EXERCISE GOAL: If a line in the data below includes the string "stats", please return a copy of it.

----------

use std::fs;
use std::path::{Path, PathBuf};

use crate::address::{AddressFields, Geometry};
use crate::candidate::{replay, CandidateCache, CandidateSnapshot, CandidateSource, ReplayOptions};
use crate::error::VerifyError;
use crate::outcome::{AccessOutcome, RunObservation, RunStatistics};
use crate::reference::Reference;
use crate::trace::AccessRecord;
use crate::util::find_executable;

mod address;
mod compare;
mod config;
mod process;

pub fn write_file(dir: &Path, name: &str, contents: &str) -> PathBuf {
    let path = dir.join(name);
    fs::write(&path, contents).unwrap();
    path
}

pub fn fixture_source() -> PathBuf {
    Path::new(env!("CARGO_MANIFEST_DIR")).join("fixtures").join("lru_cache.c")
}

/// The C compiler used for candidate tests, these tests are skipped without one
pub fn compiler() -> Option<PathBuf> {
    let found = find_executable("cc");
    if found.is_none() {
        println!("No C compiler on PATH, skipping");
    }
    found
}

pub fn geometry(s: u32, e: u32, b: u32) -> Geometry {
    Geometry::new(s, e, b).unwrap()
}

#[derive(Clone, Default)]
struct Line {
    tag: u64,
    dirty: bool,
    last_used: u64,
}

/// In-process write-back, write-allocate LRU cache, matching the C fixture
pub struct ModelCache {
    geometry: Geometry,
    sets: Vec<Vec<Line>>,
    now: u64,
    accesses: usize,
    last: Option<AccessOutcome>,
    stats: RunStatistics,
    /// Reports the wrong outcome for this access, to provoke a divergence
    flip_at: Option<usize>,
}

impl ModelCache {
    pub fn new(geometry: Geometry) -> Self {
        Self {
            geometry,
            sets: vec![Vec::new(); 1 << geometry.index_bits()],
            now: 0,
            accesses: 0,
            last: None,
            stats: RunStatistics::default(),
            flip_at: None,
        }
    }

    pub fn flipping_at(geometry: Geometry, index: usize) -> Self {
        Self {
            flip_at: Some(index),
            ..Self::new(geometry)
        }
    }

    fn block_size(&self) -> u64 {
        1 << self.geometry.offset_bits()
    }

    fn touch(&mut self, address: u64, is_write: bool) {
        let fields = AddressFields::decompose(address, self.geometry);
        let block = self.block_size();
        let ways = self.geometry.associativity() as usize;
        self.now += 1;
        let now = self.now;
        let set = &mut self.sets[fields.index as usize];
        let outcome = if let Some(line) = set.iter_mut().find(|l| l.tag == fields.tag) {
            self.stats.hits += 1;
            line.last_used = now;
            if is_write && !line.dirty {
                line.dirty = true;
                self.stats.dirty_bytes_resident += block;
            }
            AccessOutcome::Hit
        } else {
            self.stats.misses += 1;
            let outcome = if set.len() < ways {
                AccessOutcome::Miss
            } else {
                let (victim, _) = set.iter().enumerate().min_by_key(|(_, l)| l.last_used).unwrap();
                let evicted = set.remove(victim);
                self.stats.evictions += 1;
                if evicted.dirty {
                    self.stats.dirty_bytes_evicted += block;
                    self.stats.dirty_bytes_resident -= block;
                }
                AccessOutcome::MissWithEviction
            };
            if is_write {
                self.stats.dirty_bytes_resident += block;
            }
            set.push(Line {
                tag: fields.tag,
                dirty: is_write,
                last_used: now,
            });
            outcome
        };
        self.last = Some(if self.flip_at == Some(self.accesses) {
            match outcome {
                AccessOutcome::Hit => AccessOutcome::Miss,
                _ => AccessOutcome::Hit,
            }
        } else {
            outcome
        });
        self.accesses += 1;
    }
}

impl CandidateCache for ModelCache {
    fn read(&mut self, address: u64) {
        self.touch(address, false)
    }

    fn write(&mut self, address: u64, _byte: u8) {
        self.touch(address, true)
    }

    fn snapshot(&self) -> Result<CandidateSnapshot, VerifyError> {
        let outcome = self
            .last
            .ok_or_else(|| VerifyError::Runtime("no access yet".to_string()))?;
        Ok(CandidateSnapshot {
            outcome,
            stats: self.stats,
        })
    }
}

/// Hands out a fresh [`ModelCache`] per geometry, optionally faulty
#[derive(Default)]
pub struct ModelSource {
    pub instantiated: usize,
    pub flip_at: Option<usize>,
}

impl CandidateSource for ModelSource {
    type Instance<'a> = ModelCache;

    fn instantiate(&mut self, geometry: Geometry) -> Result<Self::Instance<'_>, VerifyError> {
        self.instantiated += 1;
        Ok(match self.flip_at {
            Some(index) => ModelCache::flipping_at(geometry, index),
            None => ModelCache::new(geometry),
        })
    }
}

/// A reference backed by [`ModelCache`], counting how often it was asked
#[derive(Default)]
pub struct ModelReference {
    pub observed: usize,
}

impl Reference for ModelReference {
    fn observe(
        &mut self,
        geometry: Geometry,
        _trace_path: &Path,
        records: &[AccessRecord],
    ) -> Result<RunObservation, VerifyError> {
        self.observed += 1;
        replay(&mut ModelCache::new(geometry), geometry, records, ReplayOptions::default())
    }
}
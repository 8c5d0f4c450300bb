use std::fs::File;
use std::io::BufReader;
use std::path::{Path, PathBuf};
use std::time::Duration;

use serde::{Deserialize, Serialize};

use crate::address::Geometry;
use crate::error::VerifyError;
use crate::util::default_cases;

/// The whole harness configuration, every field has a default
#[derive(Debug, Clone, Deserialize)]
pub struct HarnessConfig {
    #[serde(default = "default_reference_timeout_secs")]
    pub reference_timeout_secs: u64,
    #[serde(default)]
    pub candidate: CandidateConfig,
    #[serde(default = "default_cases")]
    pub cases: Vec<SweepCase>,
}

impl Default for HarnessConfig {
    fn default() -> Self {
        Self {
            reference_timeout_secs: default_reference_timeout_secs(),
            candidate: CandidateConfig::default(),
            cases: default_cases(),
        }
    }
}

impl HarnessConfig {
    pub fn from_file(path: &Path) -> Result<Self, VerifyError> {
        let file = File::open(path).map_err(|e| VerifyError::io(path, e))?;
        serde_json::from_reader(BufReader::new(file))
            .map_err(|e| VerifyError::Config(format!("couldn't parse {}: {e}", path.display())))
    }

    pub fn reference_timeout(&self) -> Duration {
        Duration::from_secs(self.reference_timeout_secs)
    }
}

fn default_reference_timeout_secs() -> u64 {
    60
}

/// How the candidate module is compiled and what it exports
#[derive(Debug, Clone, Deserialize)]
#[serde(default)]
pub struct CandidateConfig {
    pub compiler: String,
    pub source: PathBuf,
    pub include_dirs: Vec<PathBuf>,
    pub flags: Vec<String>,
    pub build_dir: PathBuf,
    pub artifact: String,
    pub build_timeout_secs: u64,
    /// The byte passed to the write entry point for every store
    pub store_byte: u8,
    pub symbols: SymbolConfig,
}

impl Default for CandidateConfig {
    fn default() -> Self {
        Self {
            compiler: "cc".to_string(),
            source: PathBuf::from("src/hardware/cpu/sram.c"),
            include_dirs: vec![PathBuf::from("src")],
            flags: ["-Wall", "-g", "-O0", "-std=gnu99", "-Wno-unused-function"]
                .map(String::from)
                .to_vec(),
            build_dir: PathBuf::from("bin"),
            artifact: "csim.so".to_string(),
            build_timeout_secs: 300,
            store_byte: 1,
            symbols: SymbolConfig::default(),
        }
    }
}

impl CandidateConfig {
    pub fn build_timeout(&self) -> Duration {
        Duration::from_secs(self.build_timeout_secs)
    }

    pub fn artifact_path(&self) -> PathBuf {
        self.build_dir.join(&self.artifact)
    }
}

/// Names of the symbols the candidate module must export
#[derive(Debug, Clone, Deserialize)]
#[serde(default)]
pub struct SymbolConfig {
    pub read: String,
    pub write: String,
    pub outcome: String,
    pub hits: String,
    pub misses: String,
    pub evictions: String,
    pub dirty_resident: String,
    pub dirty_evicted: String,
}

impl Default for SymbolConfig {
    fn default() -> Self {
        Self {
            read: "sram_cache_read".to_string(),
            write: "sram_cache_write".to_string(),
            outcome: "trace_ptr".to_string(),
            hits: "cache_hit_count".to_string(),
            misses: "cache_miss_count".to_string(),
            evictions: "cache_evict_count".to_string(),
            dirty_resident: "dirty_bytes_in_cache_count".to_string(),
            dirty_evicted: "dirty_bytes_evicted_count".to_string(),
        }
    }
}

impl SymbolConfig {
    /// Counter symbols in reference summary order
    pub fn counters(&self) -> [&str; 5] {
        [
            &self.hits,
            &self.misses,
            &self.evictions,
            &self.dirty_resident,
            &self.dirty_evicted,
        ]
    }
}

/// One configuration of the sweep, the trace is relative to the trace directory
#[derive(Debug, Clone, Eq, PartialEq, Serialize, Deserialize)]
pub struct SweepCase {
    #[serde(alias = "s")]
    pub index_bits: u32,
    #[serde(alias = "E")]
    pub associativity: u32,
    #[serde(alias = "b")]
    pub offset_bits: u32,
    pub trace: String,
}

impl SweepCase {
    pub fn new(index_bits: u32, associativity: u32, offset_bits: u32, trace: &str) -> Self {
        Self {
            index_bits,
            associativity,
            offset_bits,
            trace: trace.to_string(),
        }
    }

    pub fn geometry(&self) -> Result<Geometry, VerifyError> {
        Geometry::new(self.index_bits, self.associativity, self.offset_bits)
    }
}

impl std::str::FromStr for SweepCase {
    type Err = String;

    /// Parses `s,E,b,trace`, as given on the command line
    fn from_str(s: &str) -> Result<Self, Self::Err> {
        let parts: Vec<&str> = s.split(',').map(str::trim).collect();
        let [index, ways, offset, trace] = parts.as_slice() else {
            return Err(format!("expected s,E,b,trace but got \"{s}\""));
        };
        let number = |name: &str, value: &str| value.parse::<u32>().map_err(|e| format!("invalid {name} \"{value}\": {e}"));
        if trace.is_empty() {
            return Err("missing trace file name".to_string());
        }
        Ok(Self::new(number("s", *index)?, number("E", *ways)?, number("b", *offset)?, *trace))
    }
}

----------

OUTPUT FOR THIS TASK:
    stats: RunStatistics,
            stats: RunStatistics::default(),
            self.stats.hits += 1;
                self.stats.dirty_bytes_resident += block;
            self.stats.misses += 1;
                self.stats.evictions += 1;
                    self.stats.dirty_bytes_evicted += block;
                    self.stats.dirty_bytes_resident -= block;
                self.stats.dirty_bytes_resident += block;
            stats: self.stats,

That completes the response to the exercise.